> [PROVIDED INFORMATION]:
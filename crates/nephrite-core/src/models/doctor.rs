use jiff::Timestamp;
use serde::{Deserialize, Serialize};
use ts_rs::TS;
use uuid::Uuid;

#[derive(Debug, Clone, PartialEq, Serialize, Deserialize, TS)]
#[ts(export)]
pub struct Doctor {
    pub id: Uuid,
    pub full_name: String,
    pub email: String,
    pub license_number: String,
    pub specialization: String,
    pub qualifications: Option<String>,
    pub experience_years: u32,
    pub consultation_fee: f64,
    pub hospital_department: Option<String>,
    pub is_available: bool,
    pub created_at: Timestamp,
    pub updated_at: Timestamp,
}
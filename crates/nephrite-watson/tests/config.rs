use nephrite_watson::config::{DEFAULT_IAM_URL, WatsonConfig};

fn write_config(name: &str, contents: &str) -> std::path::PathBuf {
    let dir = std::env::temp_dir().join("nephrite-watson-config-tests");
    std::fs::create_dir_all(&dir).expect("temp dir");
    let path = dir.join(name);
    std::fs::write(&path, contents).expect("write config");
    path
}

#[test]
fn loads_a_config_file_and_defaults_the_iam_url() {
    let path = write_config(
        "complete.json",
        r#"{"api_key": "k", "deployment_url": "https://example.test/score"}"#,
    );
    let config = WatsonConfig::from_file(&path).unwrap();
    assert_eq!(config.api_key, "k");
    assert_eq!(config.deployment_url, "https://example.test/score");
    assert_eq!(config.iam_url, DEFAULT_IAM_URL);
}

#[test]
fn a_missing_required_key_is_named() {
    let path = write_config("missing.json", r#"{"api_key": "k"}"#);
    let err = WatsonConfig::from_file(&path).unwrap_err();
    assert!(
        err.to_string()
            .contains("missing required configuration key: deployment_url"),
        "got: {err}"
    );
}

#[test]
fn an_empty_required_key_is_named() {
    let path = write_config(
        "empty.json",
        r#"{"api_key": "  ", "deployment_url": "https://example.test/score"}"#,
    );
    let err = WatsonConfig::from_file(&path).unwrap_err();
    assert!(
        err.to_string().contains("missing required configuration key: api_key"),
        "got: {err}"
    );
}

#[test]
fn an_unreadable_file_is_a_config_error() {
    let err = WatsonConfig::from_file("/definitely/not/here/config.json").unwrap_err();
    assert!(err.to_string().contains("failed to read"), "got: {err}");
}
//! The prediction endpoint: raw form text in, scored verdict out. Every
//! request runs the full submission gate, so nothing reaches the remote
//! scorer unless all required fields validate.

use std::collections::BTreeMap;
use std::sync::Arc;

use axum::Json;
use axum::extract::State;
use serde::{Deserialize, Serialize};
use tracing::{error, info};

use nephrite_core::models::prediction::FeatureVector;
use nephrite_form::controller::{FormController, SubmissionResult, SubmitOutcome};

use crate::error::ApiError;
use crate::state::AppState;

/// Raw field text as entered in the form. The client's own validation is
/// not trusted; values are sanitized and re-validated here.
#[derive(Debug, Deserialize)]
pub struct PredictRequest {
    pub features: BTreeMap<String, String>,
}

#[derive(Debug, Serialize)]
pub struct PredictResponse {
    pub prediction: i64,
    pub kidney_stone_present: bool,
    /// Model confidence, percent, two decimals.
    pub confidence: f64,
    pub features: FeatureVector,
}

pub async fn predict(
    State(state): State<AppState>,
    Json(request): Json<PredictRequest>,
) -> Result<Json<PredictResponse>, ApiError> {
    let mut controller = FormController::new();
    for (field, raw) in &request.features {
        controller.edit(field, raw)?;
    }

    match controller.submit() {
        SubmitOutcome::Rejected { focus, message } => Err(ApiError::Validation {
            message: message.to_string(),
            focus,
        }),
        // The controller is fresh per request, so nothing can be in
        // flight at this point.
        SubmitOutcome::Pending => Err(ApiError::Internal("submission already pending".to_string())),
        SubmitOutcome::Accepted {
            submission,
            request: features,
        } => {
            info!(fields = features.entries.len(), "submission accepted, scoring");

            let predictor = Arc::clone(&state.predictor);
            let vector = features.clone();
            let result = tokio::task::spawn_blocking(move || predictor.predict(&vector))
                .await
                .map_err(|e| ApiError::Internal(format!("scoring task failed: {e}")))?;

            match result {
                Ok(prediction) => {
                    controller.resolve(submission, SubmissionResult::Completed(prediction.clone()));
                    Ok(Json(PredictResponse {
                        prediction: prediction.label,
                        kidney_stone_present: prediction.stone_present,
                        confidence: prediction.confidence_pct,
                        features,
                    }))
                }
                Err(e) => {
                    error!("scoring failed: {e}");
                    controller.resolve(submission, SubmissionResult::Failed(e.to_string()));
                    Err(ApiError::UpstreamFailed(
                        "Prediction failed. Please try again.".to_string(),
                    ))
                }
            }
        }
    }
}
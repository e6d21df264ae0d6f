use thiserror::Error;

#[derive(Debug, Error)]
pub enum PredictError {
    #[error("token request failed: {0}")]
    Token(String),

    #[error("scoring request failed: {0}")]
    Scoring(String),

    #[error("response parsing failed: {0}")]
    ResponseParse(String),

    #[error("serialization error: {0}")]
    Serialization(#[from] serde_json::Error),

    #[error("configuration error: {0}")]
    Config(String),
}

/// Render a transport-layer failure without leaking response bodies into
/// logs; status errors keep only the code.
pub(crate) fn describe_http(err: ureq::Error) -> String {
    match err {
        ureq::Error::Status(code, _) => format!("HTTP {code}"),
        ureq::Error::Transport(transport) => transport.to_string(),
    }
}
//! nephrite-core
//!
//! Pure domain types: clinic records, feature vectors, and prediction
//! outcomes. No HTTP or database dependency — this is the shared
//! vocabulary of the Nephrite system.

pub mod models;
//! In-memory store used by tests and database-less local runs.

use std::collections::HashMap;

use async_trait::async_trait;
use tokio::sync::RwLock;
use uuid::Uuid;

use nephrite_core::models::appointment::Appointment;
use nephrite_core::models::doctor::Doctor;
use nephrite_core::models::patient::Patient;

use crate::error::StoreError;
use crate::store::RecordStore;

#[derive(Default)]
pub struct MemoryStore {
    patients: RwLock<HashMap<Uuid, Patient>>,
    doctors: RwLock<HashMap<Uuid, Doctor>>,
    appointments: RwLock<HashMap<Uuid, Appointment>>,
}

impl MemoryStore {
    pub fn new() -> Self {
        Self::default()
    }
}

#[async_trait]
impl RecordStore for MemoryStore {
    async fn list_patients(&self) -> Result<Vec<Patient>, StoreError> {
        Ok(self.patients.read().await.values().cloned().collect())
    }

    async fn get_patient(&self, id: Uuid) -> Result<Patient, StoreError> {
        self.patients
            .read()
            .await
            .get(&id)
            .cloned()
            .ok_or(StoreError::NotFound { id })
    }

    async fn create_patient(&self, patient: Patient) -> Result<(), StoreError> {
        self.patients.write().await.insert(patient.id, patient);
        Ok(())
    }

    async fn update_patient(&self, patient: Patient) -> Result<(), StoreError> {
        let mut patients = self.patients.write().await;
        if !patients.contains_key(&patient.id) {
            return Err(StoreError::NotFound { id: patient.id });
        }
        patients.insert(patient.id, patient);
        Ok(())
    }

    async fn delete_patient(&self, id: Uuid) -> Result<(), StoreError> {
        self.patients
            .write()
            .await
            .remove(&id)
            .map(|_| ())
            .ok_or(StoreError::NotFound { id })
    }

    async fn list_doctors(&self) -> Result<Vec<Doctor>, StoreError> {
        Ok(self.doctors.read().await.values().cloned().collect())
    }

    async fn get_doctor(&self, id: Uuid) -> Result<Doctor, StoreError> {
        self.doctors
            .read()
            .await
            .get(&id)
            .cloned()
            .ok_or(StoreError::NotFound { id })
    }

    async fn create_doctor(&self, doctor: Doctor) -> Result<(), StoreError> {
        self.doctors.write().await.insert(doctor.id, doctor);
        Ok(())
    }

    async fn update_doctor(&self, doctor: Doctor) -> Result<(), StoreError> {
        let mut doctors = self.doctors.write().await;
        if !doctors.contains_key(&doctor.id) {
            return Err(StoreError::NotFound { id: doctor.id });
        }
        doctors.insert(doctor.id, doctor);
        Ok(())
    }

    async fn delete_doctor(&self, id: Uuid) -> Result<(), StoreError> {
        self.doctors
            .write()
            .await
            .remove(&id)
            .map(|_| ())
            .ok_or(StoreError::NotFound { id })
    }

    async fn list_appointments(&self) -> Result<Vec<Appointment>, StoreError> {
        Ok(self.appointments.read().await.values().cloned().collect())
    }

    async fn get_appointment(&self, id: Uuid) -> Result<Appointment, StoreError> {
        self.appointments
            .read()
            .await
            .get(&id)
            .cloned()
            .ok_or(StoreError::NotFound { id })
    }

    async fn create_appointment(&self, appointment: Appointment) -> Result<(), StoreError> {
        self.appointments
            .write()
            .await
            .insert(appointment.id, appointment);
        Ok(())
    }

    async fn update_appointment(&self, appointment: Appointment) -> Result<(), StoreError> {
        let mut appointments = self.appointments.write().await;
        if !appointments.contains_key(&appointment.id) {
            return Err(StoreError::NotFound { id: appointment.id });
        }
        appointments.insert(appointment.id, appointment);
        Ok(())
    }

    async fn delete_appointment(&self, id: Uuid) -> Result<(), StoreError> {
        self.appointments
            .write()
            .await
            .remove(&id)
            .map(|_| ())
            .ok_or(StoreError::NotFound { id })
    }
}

> [BRIEF]: Copy out the range of lines above starting at the line with "pub(crate) fn describe_http(err: ureq::Error)" and ending at the line with "use nephrite_core::models::appointment::Appointment;", exactly and including both.

> [WRITTEN ANSWER]:
pub(crate) fn describe_http(err: ureq::Error) -> String {
    match err {
        ureq::Error::Status(code, _) => format!("HTTP {code}"),
        ureq::Error::Transport(transport) => transport.to_string(),
    }
}
//! nephrite-core
//!
//! Pure domain types: clinic records, feature vectors, and prediction
//! outcomes. No HTTP or database dependency — this is the shared
//! vocabulary of the Nephrite system.

pub mod models;
//! In-memory store used by tests and database-less local runs.

use std::collections::HashMap;

use async_trait::async_trait;
use tokio::sync::RwLock;
use uuid::Uuid;

use nephrite_core::models::appointment::Appointment;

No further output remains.